Configuration Options

input_sample_rate: (int) Sample rate of input audio in Hz (default: 48000)
model_sample_rate: (Literal[8000, 16000]) Model's expected sample rate (default: 16000)
threshold: (float) Voice activity detection sensitivity (0.0 to 1.0, default: 0.5)
start_threshold: (float) Probability threshold above which speech is considered to have started (default: 0.4)
end_threshold: (float) Probability threshold below which speech is considered to have ended (default: 0.25)
min_speech_duration: (float) Minimum speech duration to trigger detection in seconds (default: 0.05)
min_silence_duration: (float) Minimum silence duration to end speech detection in seconds (default: 0.4)
padding_duration: (float) Audio padding before speech detection in seconds (default: 0.5)
max_buffered_speech: (float) Maximum speech buffer duration in seconds (default: 60.0)
force_cpu: (bool) Force CPU usage instead of GPU acceleration (default: True)
onnx_model_path: (str | Path, optional) Path to a custom ONNX VAD model file. When None, the bundled model is used (default: None)
max_speech_duration: (float, optional) Maximum continuous speech duration in seconds before forcing a split.
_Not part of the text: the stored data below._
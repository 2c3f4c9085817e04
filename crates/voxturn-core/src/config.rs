use crate::error::ConfigError;
use crate::types::{EngineKind, Stage};
use regex::Regex;
use serde::Deserialize;
use std::path::Path;
use std::sync::OnceLock;

#[derive(Debug, Deserialize, Clone, Default)]
pub struct AppConfig {
    #[serde(default)]
    pub general: GeneralConfig,

    #[serde(default)]
    pub audio: AudioConfig,

    #[serde(default)]
    pub gate: GateConfig,

    #[serde(default)]
    pub budget: BudgetConfig,

    #[serde(default)]
    pub engines: Vec<EngineSpec>,

    #[serde(default)]
    pub latency: LatencyConfig,

    #[serde(default)]
    pub recovery: RecoveryConfig,

    #[serde(default)]
    pub conversation: ConversationConfig,
}

#[derive(Debug, Deserialize, Clone)]
pub struct GeneralConfig {
    #[serde(default = "default_log_level")]
    pub log_level: String,
}

impl Default for GeneralConfig {
    fn default() -> Self {
        Self {
            log_level: default_log_level(),
        }
    }
}

#[derive(Debug, Deserialize, Clone)]
pub struct AudioConfig {
    #[serde(default = "default_device_name")]
    pub input_device: String,

    #[serde(default = "default_device_name")]
    pub output_device: String,

    #[serde(default = "default_sample_rate")]
    pub sample_rate: u32,

    #[serde(default = "default_output_sample_rate")]
    pub output_sample_rate: u32,

    /// Length of one captured chunk handed to the pipeline.
    #[serde(default = "default_chunk_ms")]
    pub chunk_ms: u32,

    #[serde(default = "default_buffer_size")]
    pub buffer_size: u32,
}

impl Default for AudioConfig {
    fn default() -> Self {
        Self {
            input_device: default_device_name(),
            output_device: default_device_name(),
            sample_rate: default_sample_rate(),
            output_sample_rate: default_output_sample_rate(),
            chunk_ms: default_chunk_ms(),
            buffer_size: default_buffer_size(),
        }
    }
}

/// Thresholds for the voice-activity gate. Amplitudes are in normalized
/// sample units ([-1, 1]).
#[derive(Debug, Deserialize, Clone)]
pub struct GateConfig {
    #[serde(default = "default_silence_floor")]
    pub silence_floor: f32,

    #[serde(default = "default_energy_floor")]
    pub energy_floor: f32,

    #[serde(default = "default_flatness_floor")]
    pub flatness_floor: f32,

    #[serde(default = "default_min_speech_ms")]
    pub min_speech_ms: u32,

    #[serde(default = "default_frame_ms")]
    pub frame_ms: u32,

    /// Minimum RMS for a sub-frame to count as voiced.
    #[serde(default = "default_frame_energy_floor")]
    pub frame_energy_floor: f32,

    /// Sub-frames crossing zero more often than this read as noise.
    #[serde(default = "default_max_voiced_zcr")]
    pub max_voiced_zcr: f32,

    #[serde(default = "default_voiced_fraction")]
    pub voiced_fraction: f32,
}

impl Default for GateConfig {
    fn default() -> Self {
        Self {
            silence_floor: default_silence_floor(),
            energy_floor: default_energy_floor(),
            flatness_floor: default_flatness_floor(),
            min_speech_ms: default_min_speech_ms(),
            frame_ms: default_frame_ms(),
            frame_energy_floor: default_frame_energy_floor(),
            max_voiced_zcr: default_max_voiced_zcr(),
            voiced_fraction: default_voiced_fraction(),
        }
    }
}

#[derive(Debug, Deserialize, Clone)]
pub struct BudgetConfig {
    #[serde(default = "default_total_gb")]
    pub total_gb: f64,
}

impl Default for BudgetConfig {
    fn default() -> Self {
        Self {
            total_gb: default_total_gb(),
        }
    }
}

/// One engine to bring up. Engines are initialized in the order they are
/// listed.
#[derive(Debug, Deserialize, Clone)]
pub struct EngineSpec {
    pub name: String,

    pub kind: EngineKind,

    #[serde(default = "default_backend")]
    pub backend: String,

    pub estimated_gb: f64,

    #[serde(default = "default_options")]
    pub options: toml::Value,
}

impl EngineSpec {
    pub fn new(name: &str, kind: EngineKind, estimated_gb: f64) -> Self {
        Self {
            name: name.to_string(),
            kind,
            backend: default_backend(),
            estimated_gb,
            options: default_options(),
        }
    }

    pub fn with_backend(mut self, backend: &str) -> Self {
        self.backend = backend.to_string();
        self
    }
}

#[derive(Debug, Deserialize, Clone)]
pub struct LatencyConfig {
    #[serde(default = "default_target_ms")]
    pub target_ms: f64,

    #[serde(default = "default_gate_target_ms")]
    pub gate_target_ms: f64,

    #[serde(default = "default_transcription_target_ms")]
    pub transcription_target_ms: f64,

    #[serde(default = "default_response_target_ms")]
    pub response_target_ms: f64,

    #[serde(default = "default_synthesis_target_ms")]
    pub synthesis_target_ms: f64,

    /// Number of recent turns the rolling statistics cover.
    #[serde(default = "default_window")]
    pub window: usize,

    #[serde(default = "default_consecutive_threshold")]
    pub consecutive_threshold: u32,

    #[serde(default = "default_baseline_turns")]
    pub baseline_turns: usize,

    #[serde(default = "default_degradation_multiplier")]
    pub degradation_multiplier: f64,

    #[serde(default = "default_history_capacity")]
    pub history_capacity: usize,
}

impl LatencyConfig {
    pub fn stage_target(&self, stage: Stage) -> f64 {
        match stage {
            Stage::Gate => self.gate_target_ms,
            Stage::Transcription => self.transcription_target_ms,
            Stage::Response => self.response_target_ms,
            Stage::Synthesis => self.synthesis_target_ms,
        }
    }
}

impl Default for LatencyConfig {
    fn default() -> Self {
        Self {
            target_ms: default_target_ms(),
            gate_target_ms: default_gate_target_ms(),
            transcription_target_ms: default_transcription_target_ms(),
            response_target_ms: default_response_target_ms(),
            synthesis_target_ms: default_synthesis_target_ms(),
            window: default_window(),
            consecutive_threshold: default_consecutive_threshold(),
            baseline_turns: default_baseline_turns(),
            degradation_multiplier: default_degradation_multiplier(),
            history_capacity: default_history_capacity(),
        }
    }
}

#[derive(Debug, Deserialize, Clone)]
pub struct RecoveryConfig {
    #[serde(default = "default_memory_pause_ms")]
    pub memory_pause_ms: u64,

    #[serde(default = "default_stabilization_ms")]
    pub stabilization_ms: u64,

    #[serde(default = "default_network_delay_ms")]
    pub network_delay_ms: u64,

    /// Occurrences of one category+kind pair within the window that raise
    /// a standing alert.
    #[serde(default = "default_pattern_threshold")]
    pub pattern_threshold: usize,

    #[serde(default = "default_pattern_window_secs")]
    pub pattern_window_secs: u64,

    #[serde(default = "default_history_capacity")]
    pub history_capacity: usize,
}

impl Default for RecoveryConfig {
    fn default() -> Self {
        Self {
            memory_pause_ms: default_memory_pause_ms(),
            stabilization_ms: default_stabilization_ms(),
            network_delay_ms: default_network_delay_ms(),
            pattern_threshold: default_pattern_threshold(),
            pattern_window_secs: default_pattern_window_secs(),
            history_capacity: default_history_capacity(),
        }
    }
}

#[derive(Debug, Deserialize, Clone)]
pub struct ConversationConfig {
    /// Finalized turns passed to the response generator as context.
    #[serde(default = "default_context_turns")]
    pub context_turns: usize,

    #[serde(default = "default_transcription_deadline_ms")]
    pub transcription_deadline_ms: u64,

    #[serde(default = "default_response_deadline_ms")]
    pub response_deadline_ms: u64,

    #[serde(default = "default_synthesis_deadline_ms")]
    pub synthesis_deadline_ms: u64,

    /// Concurrent calls allowed into each engine type.
    #[serde(default = "default_engine_capacity")]
    pub engine_capacity: usize,

    #[serde(default = "default_voice")]
    pub default_voice: String,

    #[serde(default = "default_speed")]
    pub default_speed: f32,
}

impl Default for ConversationConfig {
    fn default() -> Self {
        Self {
            context_turns: default_context_turns(),
            transcription_deadline_ms: default_transcription_deadline_ms(),
            response_deadline_ms: default_response_deadline_ms(),
            synthesis_deadline_ms: default_synthesis_deadline_ms(),
            engine_capacity: default_engine_capacity(),
            default_voice: default_voice(),
            default_speed: default_speed(),
        }
    }
}

fn default_log_level() -> String {
    "info".to_string()
}

fn default_device_name() -> String {
    "default".to_string()
}

fn default_sample_rate() -> u32 {
    16000
}

fn default_output_sample_rate() -> u32 {
    24000
}

fn default_chunk_ms() -> u32 {
    2000
}

fn default_buffer_size() -> u32 {
    1024
}

fn default_silence_floor() -> f32 {
    0.01
}

fn default_energy_floor() -> f32 {
    0.005
}

fn default_flatness_floor() -> f32 {
    1e-6
}

fn default_min_speech_ms() -> u32 {
    100
}

fn default_frame_ms() -> u32 {
    30
}

fn default_frame_energy_floor() -> f32 {
    0.01
}

fn default_max_voiced_zcr() -> f32 {
    0.3
}

fn default_voiced_fraction() -> f32 {
    0.3
}

fn default_total_gb() -> f64 {
    24.0
}

fn default_backend() -> String {
    "null".to_string()
}

fn default_options() -> toml::Value {
    toml::Value::Table(Default::default())
}

fn default_target_ms() -> f64 {
    300.0
}

fn default_gate_target_ms() -> f64 {
    10.0
}

fn default_transcription_target_ms() -> f64 {
    100.0
}

fn default_response_target_ms() -> f64 {
    100.0
}

fn default_synthesis_target_ms() -> f64 {
    90.0
}

fn default_window() -> usize {
    100
}

fn default_consecutive_threshold() -> u32 {
    5
}

fn default_baseline_turns() -> usize {
    10
}

fn default_degradation_multiplier() -> f64 {
    1.5
}

fn default_history_capacity() -> usize {
    1000
}

fn default_memory_pause_ms() -> u64 {
    100
}

fn default_stabilization_ms() -> u64 {
    1000
}

fn default_network_delay_ms() -> u64 {
    500
}

fn default_pattern_threshold() -> usize {
    10
}

fn default_pattern_window_secs() -> u64 {
    3600
}

fn default_context_turns() -> usize {
    10
}

fn default_transcription_deadline_ms() -> u64 {
    2000
}

fn default_response_deadline_ms() -> u64 {
    5000
}

fn default_synthesis_deadline_ms() -> u64 {
    5000
}

fn default_engine_capacity() -> usize {
    1
}

fn default_voice() -> String {
    "tara".to_string()
}

fn default_speed() -> f32 {
    1.0
}

fn env_var_pattern() -> &'static Regex {
    static PATTERN: OnceLock<Regex> = OnceLock::new();
    PATTERN.get_or_init(|| Regex::new(r"\$\{([^}]+)\}").expect("static pattern"))
}

/// Interpolate `${VAR}` patterns with environment variable values.
fn interpolate_env_vars(input: &str) -> Result<String, ConfigError> {
    let mut result = input.to_string();

    for cap in env_var_pattern().captures_iter(input) {
        let var_name = &cap[1];
        let val =
            std::env::var(var_name).map_err(|_| ConfigError::EnvVarNotFound(var_name.to_string()))?;
        result = result.replace(&cap[0], &val);
    }

    Ok(result)
}

impl AppConfig {
    /// Load configuration from a TOML file, with environment variable interpolation.
    pub fn load_from_file(path: &Path) -> Result<Self, ConfigError> {
        let content = std::fs::read_to_string(path)?;
        Self::from_toml_str(&content)
    }

    /// Parse configuration from a TOML string.
    pub fn from_toml_str(s: &str) -> Result<Self, ConfigError> {
        let interpolated = interpolate_env_vars(s)?;
        let config: AppConfig = toml::from_str(&interpolated)?;
        config.validate()?;
        Ok(config)
    }

    pub fn validate(&self) -> Result<(), ConfigError> {
        if !(0.0..=1.0).contains(&self.gate.voiced_fraction) {
            return Err(ConfigError::Invalid(format!(
                "gate.voiced_fraction must be within [0, 1], got {}",
                self.gate.voiced_fraction
            )));
        }
        if self.gate.frame_ms == 0 {
            return Err(ConfigError::Invalid("gate.frame_ms must be positive".to_string()));
        }
        if !self.budget.total_gb.is_finite() || self.budget.total_gb < 0.0 {
            return Err(ConfigError::Invalid(format!(
                "budget.total_gb must be a non-negative number, got {}",
                self.budget.total_gb
            )));
        }
        if self.latency.window == 0 {
            return Err(ConfigError::Invalid("latency.window must be positive".to_string()));
        }
        if self.latency.consecutive_threshold == 0 {
            return Err(ConfigError::Invalid(
                "latency.consecutive_threshold must be positive".to_string(),
            ));
        }
        if self.latency.degradation_multiplier < 1.0 {
            return Err(ConfigError::Invalid(format!(
                "latency.degradation_multiplier must be at least 1.0, got {}",
                self.latency.degradation_multiplier
            )));
        }
        if self.conversation.engine_capacity == 0 {
            return Err(ConfigError::Invalid(
                "conversation.engine_capacity must be positive".to_string(),
            ));
        }
        Ok(())
    }
}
When None, no maximum is enforced (default: None)
min_silence_at_split: (float) Minimum silence in seconds required at a split point when enforcing max_speech_duration (default: 0.098)
energy_filter_enabled: (bool) Enable an energy-based pre-filter to skip inference on low-energy frames (default: False)
energy_silence_threshold: (float) Energy level below which a frame is treated as silence when the energy filter is enabled (default: 0.001)
smoothing_strategy: (Literal["ema", "moving_average", "none"]) Strategy used to smooth raw VAD probabilities (default: "ema")
smoothing_factor: (float) Smoothing factor for the EMA filter (default: 0.35)
smoothing_window: (int) Window size for the moving-average filter (default: 5)
min_volume: (float) Minimum audio volume required for a frame to be considered (default: 0.0)
probability_history_size: (int) Size of the probability ring buffer kept for history. 0 disables history tracking (default: 0)
offload_inference: (bool) Run model inference on a dedicated thread pool to offload it from the event loop (default: False)